======== GIVEN RECORDS

#[tokio::test]
async fn first_valid_back_link_claim_wins() {
    let harness = Harness::new();
    harness.remote.set_capabilities(Capabilities {
        back_linking: true,
        ..Capabilities::default()
    });
    let tracker_id = harness.tracker("gnome-bugs", KIND, false);
    let first_bug = harness.bug();
    let second_bug = harness.bug();
    harness.watch_on(tracker_id, first_bug, "7", None);
    harness.watch_on(tracker_id, second_bug, "7", None);
    let linked_to_8 = harness.bug();
    harness.watch_on(tracker_id, linked_to_8, "8", None);
    harness.remote.set_back_link("8", 9_999);
    harness.remote.set_status("7", "NEW", "LOW");
    harness.remote.set_status("8", "NEW", "LOW");

    let summary = harness.run().await;

    assert_eq!(completed(&summary, "gnome-bugs").back_links_written, 2);
    assert_eq!(harness.remote.back_link("7"), Some(first_bug));
    assert_eq!(harness.remote.back_link("8"), Some(linked_to_8));
    assert_eq!(
        harness
            .remote
            .back_link_writes()
            .iter()
            .filter(|(remote_bug, _)| remote_bug == "7")
            .count(),
        1
    );
}

#[tokio::test]
async fn duplicate_bugs_do_not_claim_back_links() {
    let harness = Harness::new();
    harness.remote.set_capabilities(Capabilities {
        back_linking: true,
        ..Capabilities::default()
    });
    let tracker_id = harness.tracker("gnome-bugs", KIND, false);
    let canonical = harness.bug();
    let duplicate = harness
        .store
        .with_scope(|scope| insert_bug(scope, Some(canonical), 1))
        .expect("insert duplicate bug");
    harness.watch_on(tracker_id, duplicate, "7", None);
    harness.remote.set_status("7", "NEW", "LOW");

    let summary = harness.run().await;

    assert_eq!(completed(&summary, "gnome-bugs").back_links_written, 0);
    assert_eq!(harness.remote.back_link("7"), None);
}

#[tokio::test]
async fn comments_are_imported_once_and_local_comments_pushed() {
    let harness = Harness::new();
    harness.remote.set_capabilities(Capabilities {
        comment_import: true,
        comment_push: true,
        back_linking: false,
    });
    let tracker_id = harness.tracker("gnome-bugs", KIND, true);
    let watch_id = harness.watch(tracker_id, "5");
    let local_id = harness.local_comment(watch_id, "fixed upstream in 2.1");
    harness.remote.set_status("5", "NEW", "LOW");
    for (id, body) in [("c1", "crashes on start"), ("c2", "me too")] {
        harness.remote.add_comment(
            "5",
            RemoteComment {
                id: id.to_string(),
                author: "reporter".to_string(),
                body: body.to_string(),
                posted_at: start() - TimeDelta::days(1),
            },
        );
    }

    let summary = harness.run().await;
    let outcome = completed(&summary, "gnome-bugs");
    assert_eq!(outcome.comments_imported, 2);
    assert_eq!(outcome.comments_pushed, 1);

    let pushed = harness.remote.pushed_comments();
    assert_eq!(pushed.len(), 1);
    assert_eq!(pushed[0].body, "fixed upstream in 2.1");
    assert_eq!(pushed[0].local_comment_id, local_id);

    let comments = harness.comments(watch_id);
    assert_eq!(comments.len(), 3);
    let local = comments
        .iter()
        .find(|comment| comment.id == local_id)
        .expect("local comment kept");
    assert_eq!(
        local.remote_comment_id.as_deref(),
        Some(pushed[0].remote_comment_id.as_str())
    );
    assert_eq!(harness.watch_row(watch_id).unpushed_comments, 0);

    harness.advance(TimeDelta::hours(1));
    harness.remote.set_modified(["5"]);
    harness.remote.add_comment(
        "5",
        RemoteComment {
            id: "c3".to_string(),
            author: "maintainer".to_string(),
            body: "released".to_string(),
            posted_at: start(),
        },
    );

    let summary = harness.run().await;
    let outcome = completed(&summary, "gnome-bugs");
    assert_eq!(outcome.comments_imported, 1);
    assert_eq!(outcome.comments_pushed, 0);
    assert_eq!(harness.comments(watch_id).len(), 4);
    assert_eq!(harness.remote.pushed_comments().len(), 1);
}

#[tokio::test]
async fn comment_sync_disabled_on_tracker_skips_comments() {
    let harness = Harness::new();
    harness.remote.set_capabilities(Capabilities {
        comment_import: true,
        comment_push: true,
        back_linking: false,
    });
    let tracker_id = harness.tracker("gnome-bugs", KIND, false);
    let watch_id = harness.watch(tracker_id, "5");
    harness.local_comment(watch_id, "not going anywhere");
    harness.remote.set_status("5", "NEW", "LOW");

    let summary = harness.run().await;
    let outcome = completed(&summary, "gnome-bugs");
    assert_eq!(outcome.comments_pushed, 0);
    assert!(harness.remote.pushed_comments().is_empty());
}

#[tokio::test]
async fn untranslatable_status_is_stored_as_unknown_with_a_warning() {
    let harness = Harness::new();
    let tracker_id = harness.tracker("gnome-bugs", KIND, false);
    let watch_id = harness.watch(tracker_id, "3");
    harness.remote.set_status("3", "NEEDINFO", "LOW");

    let summary = harness.run().await;
    assert!(completed(&summary, "gnome-bugs").errors.is_empty());

    let watch = harness.watch_row(watch_id);
    assert_eq!(watch.remote_status.as_deref(), Some("NEEDINFO"));
    assert_eq!(watch.local_status.as_deref(), Some("unknown"));
    assert_eq!(watch.local_importance.as_deref(), Some("low"));
    assert_eq!(watch.last_error, None);

    let reports = harness.reporter.reports();
    assert_eq!(reports.len(), 1);
    assert_eq!(reports[0].severity, Severity::Warning);
    assert_eq!(
        reports[0].properties.get("remote_status").map(String::as_str),
        Some("NEEDINFO")
    );
}

#[tokio::test]
async fn suggested_batch_size_is_persisted_but_overrides_are_not() {
    let harness = Harness::new();
    let suggested = harness.tracker("gnome-bugs", KIND, false);
    let overridden = harness.tracker("debbugs", KIND, false);
    harness.watch(suggested, "1");
    harness.watch(overridden, "2");
    harness.remote.set_status("1", "NEW", "LOW");
    harness.remote.set_status("2", "NEW", "LOW");

    harness
        .orchestrator
        .run_all(&["gnome-bugs".to_string()], None, SchedulerKind::Serial)
        .await
        .expect("sync run");
    harness
        .orchestrator
        .run_all(
            &["debbugs".to_string()],
            Some(BatchSize::Limited(1)),
            SchedulerKind::Serial,
        )
        .await
        .expect("sync run");

    let batch_size = |name: &str| {
        harness
            .store
            .with_scope(|scope| get_tracker_by_name(scope, name))
            .expect("load tracker")
            .expect("tracker exists")
            .batch_size
    };
    assert_eq!(batch_size("gnome-bugs"), Some(100));
    assert_eq!(batch_size("debbugs"), None);
}

#[tokio::test]
async fn force_full_resync_requeries_every_watch() {
    let harness = Harness::new();
    let tracker_id = harness.tracker("gnome-bugs", KIND, false);
    for remote_bug in ["1", "2"] {
        harness.watch(tracker_id, remote_bug);
        harness.remote.set_status(remote_bug, "NEW", "LOW");
    }
    harness.run().await;

    harness.advance(TimeDelta::hours(1));
    let summary = harness
        .orchestrator
        .force_full_resync("gnome-bugs", None)
        .await
        .expect("resync");

    assert_eq!(completed(&summary, "gnome-bugs").remote_bugs_queried, 2);
    assert_eq!(harness.remote.status_fetches().len(), 4);

    let missing = harness.orchestrator.force_full_resync("nope", None).await;
    assert!(matches!(missing, Err(Error::UnknownTracker(name)) if name == "nope"));
}

#[tokio::test]
async fn parallel_and_serial_runs_produce_the_same_summary() {
    async fn run_with(kind: SchedulerKind) -> SyncRunSummary {
        let harness = Harness::new();
        for name in ["alpha", "beta", "gamma"] {
            let tracker_id = harness.tracker(name, KIND, false);
            for remote_bug in ["1", "2"] {
                harness.watch(tracker_id, remote_bug);
            }
        }
        let broken = harness.tracker("delta", "roundup", false);
        harness.watch(broken, "1");
        harness.remote.set_status("1", "NEW", "LOW");
        harness.remote.set_status("2", "ASSIGNED", "MEDIUM");

        harness
            .orchestrator
            .run_all(&[], None, kind)
            .await
            .expect("sync run")
    }

    let serial = run_with(SchedulerKind::Serial).await;
    let parallel = run_with(SchedulerKind::Parallel { workers: 3 }).await;

    assert_eq!(serial.completed(), 3);
    assert_eq!(serial.failed(), 1);
    assert_eq!(serial, parallel);
}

================

TASK INSTRUCTIONS - The word to look for is "debbugs"; copy out every line of the entries that holds it.

SOLVED PROBLEM -
    let overridden = harness.tracker("debbugs", KIND, false);
            &["debbugs".to_string()],
    assert_eq!(batch_size("debbugs"), None);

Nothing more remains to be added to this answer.